This short booklet, which needs to be rewritten, touches on the issues of dialectic in a different context.
Dialectical materialism is a dead subject but echoes a dozen legacies in world history, each seeming more confused than the last.
The original sourcing here might well be Indian where the tradition of Samkhya is the source of much that comes later. In fact, we suspect that the version we have now is a decayed version of something more ancient.
There is an inherent set of ideas as to all of this but a narrow view on one history explains a lot here: lo and behold the Samkhya passed into the Roman Empire, we suspect, via migrant yogis, and there it became the basis for Trinitarian theology in the Christian tradition.

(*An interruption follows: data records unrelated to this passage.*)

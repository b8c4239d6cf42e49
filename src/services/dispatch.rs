use chrono::Utc;
use serde::{Deserialize, Serialize};
use serde_json::{json, Map};
use tracing::{info, warn};

use super::reader::CollectionReader;
use crate::backend::collections::DISPATCH_RECORDS;
use crate::backend::query::parse_calendar_date;
use crate::backend::{Direction, Query};
use crate::error::AppError;
use crate::models::dispatch::{fields, DispatchRecord, DispatchStatus, NewDispatch};
use crate::observability::metrics::Metrics;

/// Server-side filters of the administrative dispatch list. Blank values mean
/// "no filter".
#[derive(Debug, Clone, Default, PartialEq, Serialize, Deserialize)]
pub struct DispatchFilter {
    #[serde(default)]
    pub driver: Option<String>,
    #[serde(default)]
    pub shift: Option<String>,
    /// Calendar date, `YYYY-MM-DD`, matched against the UTC day.
    #[serde(default)]
    pub date: Option<String>,
}

impl DispatchFilter {
    pub fn to_query(&self) -> Result<Query, AppError> {
        let mut query = Query::new().order_by(fields::TIMESTAMP, Direction::Descending);

        if let Some(driver) = non_blank(&self.driver) {
            query = query.where_eq(fields::DRIVER, driver);
        }
        if let Some(shift) = non_blank(&self.shift) {
            query = query.where_eq(fields::SHIFT, shift);
        }
        if let Some(raw) = non_blank(&self.date) {
            query = query.within_day(fields::TIMESTAMP, parse_calendar_date(raw)?);
        }

        Ok(query)
    }
}

fn non_blank(value: &Option<String>) -> Option<&str> {
    value.as_deref().map(str::trim).filter(|v| !v.is_empty())
}

#[derive(Clone)]
pub struct DispatchService {
    reader: CollectionReader,
    metrics: Metrics,
}

impl DispatchService {
    pub fn new(reader: CollectionReader, metrics: Metrics) -> Self {
        Self { reader, metrics }
    }

    /// Records assigned to a driver, matched by the denormalized driver name.
    pub async fn for_driver(&self, driver_name: &str) -> Result<Vec<DispatchRecord>, AppError> {
        self.reader
            .list(
                DISPATCH_RECORDS,
                &Query::new()
                    .where_eq(fields::DRIVER, driver_name)
                    .order_by(fields::TIMESTAMP, Direction::Descending),
            )
            .await
    }

    pub async fn search(&self, filter: &DispatchFilter) -> Result<Vec<DispatchRecord>, AppError> {
        let query = filter.to_query()?;
        self.reader.list(DISPATCH_RECORDS, &query).await
    }

    /// Every dated record, newest first. Records without a timestamp are left
    /// out.
    pub async fn all(&self) -> Result<Vec<DispatchRecord>, AppError> {
        let query = Query::new().order_by(fields::TIMESTAMP, Direction::Descending);
        self.reader.list(DISPATCH_RECORDS, &query).await
    }

    pub async fn get(&self, id: &str) -> Result<DispatchRecord, AppError> {
        self.reader
            .get(DISPATCH_RECORDS, id)
            .await?
            .ok_or_else(|| AppError::NotFound(format!("dispatch {id} not found")))
    }

    pub async fn create(&self, input: NewDispatch) -> Result<String, AppError> {
        input.validate()?;
        let record = input.into_record();
        let id = self.reader.create(DISPATCH_RECORDS, &record).await?;
        info!(dispatch_id = %id, driver = %record.driver, "dispatch created");
        Ok(id)
    }

    pub async fn delete(&self, id: &str) -> Result<(), AppError> {
        self.reader.delete(DISPATCH_RECORDS, id).await?;
        info!(dispatch_id = %id, "dispatch deleted");
        Ok(())
    }

    pub async fn mark_delivered(&self, id: &str) -> Result<(), AppError> {
        self.ensure_transition(id, DispatchStatus::Delivered).await?;

        let mut patch = Map::new();
        patch.insert(fields::STATUS.to_string(), json!(DispatchStatus::Delivered));
        patch.insert(fields::DELIVERED_AT.to_string(), json!(Utc::now()));
        self.reader.update(DISPATCH_RECORDS, id, patch).await?;

        self.count_transition(DispatchStatus::Delivered);
        info!(dispatch_id = %id, "dispatch delivered");
        Ok(())
    }

    /// The reason is checked before anything reaches the backend.
    pub async fn mark_rejected(&self, id: &str, reason: Option<&str>) -> Result<(), AppError> {
        let reason = reason
            .map(str::trim)
            .filter(|reason| !reason.is_empty())
            .ok_or_else(|| AppError::BadRequest("a rejection reason is required".to_string()))?;

        self.ensure_transition(id, DispatchStatus::Rejected).await?;

        let mut patch = Map::new();
        patch.insert(fields::STATUS.to_string(), json!(DispatchStatus::Rejected));
        patch.insert(fields::REJECTION_REASON.to_string(), json!(reason));
        patch.insert(fields::REJECTED_AT.to_string(), json!(Utc::now()));
        self.reader.update(DISPATCH_RECORDS, id, patch).await?;

        self.count_transition(DispatchStatus::Rejected);
        info!(dispatch_id = %id, reason, "dispatch rejected");
        Ok(())
    }

    async fn ensure_transition(&self, id: &str, next: DispatchStatus) -> Result<(), AppError> {
        let current = self.get(id).await?;
        current.status.transition_to(next).map_err(|err| {
            warn!(dispatch_id = %id, from = %current.status, to = %next, "transition refused");
            err
        })?;
        Ok(())
    }

    fn count_transition(&self, status: DispatchStatus) {
        self.metrics
            .dispatch_transitions_total
            .with_label_values(&[&status.as_str().to_lowercase()])
            .inc();
    }
}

Amazing as that is. The absolute muddle of thought in the theologians suddenly makes complete sense if seen as a translation of Samkya, and the outrageous grafting of ‘god theism’ onto that Samkhya. The history here is lost and the results passed in some fashion into the islamic world where sufis, one must guess, took it up and tried to sort it all out. Much later then we see the work of a figure like Gurdjieff appear from that world with a new and cogent perhaps sufi version of Samkhya. That in turen was taken up by J.G. Bennett who produced a remarkable version, the first to make sense, in his The Drawmatic Universe. This rightist New Age brand outstripped the oddity called ‘dialectical materialism’ and with something that makes the marxist brand look a bit anemic.
I doubt if any of these traditions have been able to sort out their confusions here.
Marxists who see this history would be wary of the resemblance but inferior treatment of ‘diamat’. The left can indulge this as history but doesn’t need any of it for a practical path to socialism.